## WHAT THE EXERCISE ASKS
Line count for "anyhow": state how many lines of the data below include it, and output nothing more.

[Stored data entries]
[Start of section]
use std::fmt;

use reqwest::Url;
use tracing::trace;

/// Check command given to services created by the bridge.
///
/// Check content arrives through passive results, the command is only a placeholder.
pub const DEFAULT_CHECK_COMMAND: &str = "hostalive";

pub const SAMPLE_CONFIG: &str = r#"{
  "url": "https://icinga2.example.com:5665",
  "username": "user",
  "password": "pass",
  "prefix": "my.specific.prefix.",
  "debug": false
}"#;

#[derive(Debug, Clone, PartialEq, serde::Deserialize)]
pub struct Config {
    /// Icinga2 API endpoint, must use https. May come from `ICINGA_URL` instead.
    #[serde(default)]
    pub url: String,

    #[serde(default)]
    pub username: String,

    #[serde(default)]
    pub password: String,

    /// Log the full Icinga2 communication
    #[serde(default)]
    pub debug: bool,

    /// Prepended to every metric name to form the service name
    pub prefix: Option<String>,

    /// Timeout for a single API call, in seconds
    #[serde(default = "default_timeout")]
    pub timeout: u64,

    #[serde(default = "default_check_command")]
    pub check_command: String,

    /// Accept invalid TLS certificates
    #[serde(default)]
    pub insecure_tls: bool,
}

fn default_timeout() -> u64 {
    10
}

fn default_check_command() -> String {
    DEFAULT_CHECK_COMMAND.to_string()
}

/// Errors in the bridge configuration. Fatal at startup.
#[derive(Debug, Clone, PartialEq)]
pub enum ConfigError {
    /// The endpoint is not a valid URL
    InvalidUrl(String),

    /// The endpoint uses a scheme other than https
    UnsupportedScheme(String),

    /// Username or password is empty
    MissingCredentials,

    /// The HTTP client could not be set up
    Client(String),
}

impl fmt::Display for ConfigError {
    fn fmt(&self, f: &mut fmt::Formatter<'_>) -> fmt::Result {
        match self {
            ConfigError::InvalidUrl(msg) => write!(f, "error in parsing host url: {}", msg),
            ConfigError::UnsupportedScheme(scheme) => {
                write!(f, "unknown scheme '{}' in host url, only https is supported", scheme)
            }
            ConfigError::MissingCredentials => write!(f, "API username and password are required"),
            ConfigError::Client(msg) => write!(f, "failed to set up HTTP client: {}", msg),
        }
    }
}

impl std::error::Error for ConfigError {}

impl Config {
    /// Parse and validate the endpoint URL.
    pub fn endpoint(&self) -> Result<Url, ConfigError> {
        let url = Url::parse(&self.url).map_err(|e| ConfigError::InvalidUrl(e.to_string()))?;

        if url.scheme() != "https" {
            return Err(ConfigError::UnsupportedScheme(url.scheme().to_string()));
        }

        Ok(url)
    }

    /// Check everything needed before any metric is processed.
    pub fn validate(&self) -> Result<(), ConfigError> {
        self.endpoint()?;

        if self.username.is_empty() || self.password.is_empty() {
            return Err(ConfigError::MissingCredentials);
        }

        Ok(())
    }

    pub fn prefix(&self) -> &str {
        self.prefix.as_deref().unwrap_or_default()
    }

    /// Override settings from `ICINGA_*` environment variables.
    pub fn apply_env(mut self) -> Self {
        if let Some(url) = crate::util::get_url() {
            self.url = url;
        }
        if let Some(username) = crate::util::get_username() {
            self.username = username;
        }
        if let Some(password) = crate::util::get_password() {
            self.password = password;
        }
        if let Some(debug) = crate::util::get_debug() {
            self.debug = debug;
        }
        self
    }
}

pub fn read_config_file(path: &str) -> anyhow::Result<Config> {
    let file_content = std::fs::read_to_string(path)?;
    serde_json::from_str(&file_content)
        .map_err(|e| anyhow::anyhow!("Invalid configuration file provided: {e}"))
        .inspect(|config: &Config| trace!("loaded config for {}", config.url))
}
[End of section]
## COMPLETED TASK
2